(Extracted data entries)
※ ※ ※
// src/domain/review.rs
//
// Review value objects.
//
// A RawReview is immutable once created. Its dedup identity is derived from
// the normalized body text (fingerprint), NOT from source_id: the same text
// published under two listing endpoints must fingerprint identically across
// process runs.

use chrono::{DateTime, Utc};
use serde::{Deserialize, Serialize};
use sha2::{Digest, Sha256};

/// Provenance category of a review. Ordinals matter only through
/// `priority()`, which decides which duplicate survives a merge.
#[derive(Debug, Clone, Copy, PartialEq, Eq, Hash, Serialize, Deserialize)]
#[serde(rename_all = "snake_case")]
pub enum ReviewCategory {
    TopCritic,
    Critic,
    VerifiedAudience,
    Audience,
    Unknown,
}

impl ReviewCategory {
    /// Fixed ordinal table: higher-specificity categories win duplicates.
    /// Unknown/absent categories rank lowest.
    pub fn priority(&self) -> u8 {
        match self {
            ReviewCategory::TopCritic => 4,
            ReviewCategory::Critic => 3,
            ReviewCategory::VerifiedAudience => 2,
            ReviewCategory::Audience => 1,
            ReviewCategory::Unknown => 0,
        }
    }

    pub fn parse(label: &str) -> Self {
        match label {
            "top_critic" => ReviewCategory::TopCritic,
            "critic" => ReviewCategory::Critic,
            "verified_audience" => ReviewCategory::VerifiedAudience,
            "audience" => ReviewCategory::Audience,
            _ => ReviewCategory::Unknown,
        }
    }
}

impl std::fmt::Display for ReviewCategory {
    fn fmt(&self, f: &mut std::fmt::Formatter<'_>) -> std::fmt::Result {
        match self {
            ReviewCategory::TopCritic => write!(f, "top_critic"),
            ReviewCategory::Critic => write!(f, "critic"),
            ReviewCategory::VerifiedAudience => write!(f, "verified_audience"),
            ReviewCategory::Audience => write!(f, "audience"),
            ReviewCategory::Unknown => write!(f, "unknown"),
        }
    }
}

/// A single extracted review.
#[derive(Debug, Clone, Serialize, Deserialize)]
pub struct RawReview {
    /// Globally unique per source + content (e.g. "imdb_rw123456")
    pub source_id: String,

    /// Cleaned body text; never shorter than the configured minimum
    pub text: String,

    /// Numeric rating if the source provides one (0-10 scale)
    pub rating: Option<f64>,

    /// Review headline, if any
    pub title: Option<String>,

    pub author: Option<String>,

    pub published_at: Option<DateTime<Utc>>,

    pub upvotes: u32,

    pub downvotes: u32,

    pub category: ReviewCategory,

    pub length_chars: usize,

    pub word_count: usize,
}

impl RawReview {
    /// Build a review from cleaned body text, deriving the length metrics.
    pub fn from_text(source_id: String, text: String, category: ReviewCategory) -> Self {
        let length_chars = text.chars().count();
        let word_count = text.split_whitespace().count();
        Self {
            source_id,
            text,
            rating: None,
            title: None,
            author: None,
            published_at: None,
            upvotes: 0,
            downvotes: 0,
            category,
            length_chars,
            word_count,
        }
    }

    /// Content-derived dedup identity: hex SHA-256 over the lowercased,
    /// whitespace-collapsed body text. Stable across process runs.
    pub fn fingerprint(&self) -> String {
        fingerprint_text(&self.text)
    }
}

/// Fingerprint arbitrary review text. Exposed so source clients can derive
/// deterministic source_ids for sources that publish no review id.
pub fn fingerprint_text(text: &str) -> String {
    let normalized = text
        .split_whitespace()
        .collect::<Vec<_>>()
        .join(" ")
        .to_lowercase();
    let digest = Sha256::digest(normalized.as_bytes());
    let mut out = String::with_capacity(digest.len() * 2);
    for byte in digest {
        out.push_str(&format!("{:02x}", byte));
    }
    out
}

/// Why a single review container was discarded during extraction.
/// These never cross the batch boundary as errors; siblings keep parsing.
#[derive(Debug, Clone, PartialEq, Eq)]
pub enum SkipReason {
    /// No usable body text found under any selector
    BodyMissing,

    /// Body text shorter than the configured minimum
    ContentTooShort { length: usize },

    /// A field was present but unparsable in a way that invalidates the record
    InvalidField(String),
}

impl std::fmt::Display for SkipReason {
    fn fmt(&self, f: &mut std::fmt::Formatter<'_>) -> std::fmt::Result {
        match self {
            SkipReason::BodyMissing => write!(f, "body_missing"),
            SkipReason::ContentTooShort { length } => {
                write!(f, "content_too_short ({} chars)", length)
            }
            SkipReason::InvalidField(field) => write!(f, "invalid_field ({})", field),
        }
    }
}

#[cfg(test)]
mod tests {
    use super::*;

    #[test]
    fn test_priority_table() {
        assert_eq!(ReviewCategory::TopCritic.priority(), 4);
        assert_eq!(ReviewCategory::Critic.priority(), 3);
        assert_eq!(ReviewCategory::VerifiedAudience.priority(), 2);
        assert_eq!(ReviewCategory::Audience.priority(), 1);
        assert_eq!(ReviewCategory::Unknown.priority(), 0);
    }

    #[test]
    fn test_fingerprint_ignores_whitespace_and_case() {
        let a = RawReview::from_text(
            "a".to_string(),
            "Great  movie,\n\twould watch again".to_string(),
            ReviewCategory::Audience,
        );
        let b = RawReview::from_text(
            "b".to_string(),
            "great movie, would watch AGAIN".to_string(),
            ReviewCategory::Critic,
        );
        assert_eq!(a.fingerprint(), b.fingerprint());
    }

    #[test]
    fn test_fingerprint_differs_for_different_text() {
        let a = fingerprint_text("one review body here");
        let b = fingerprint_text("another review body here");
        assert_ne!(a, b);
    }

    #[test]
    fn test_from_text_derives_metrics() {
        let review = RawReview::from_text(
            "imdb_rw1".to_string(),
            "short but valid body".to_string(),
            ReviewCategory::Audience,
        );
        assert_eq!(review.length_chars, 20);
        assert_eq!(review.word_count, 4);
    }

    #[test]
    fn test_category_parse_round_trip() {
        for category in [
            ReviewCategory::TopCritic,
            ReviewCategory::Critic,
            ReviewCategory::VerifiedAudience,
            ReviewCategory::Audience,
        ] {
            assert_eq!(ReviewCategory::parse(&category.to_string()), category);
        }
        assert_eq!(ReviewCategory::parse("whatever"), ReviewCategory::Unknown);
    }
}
※ ※ ※
● **Task objective**:
Pick each line holding the word "TopCritic" out of the data and copy it.

● **Reply**:
    TopCritic,
            ReviewCategory::TopCritic => 4,
            "top_critic" => ReviewCategory::TopCritic,
            ReviewCategory::TopCritic => write!(f, "top_critic"),
        assert_eq!(ReviewCategory::TopCritic.priority(), 4);
            ReviewCategory::TopCritic,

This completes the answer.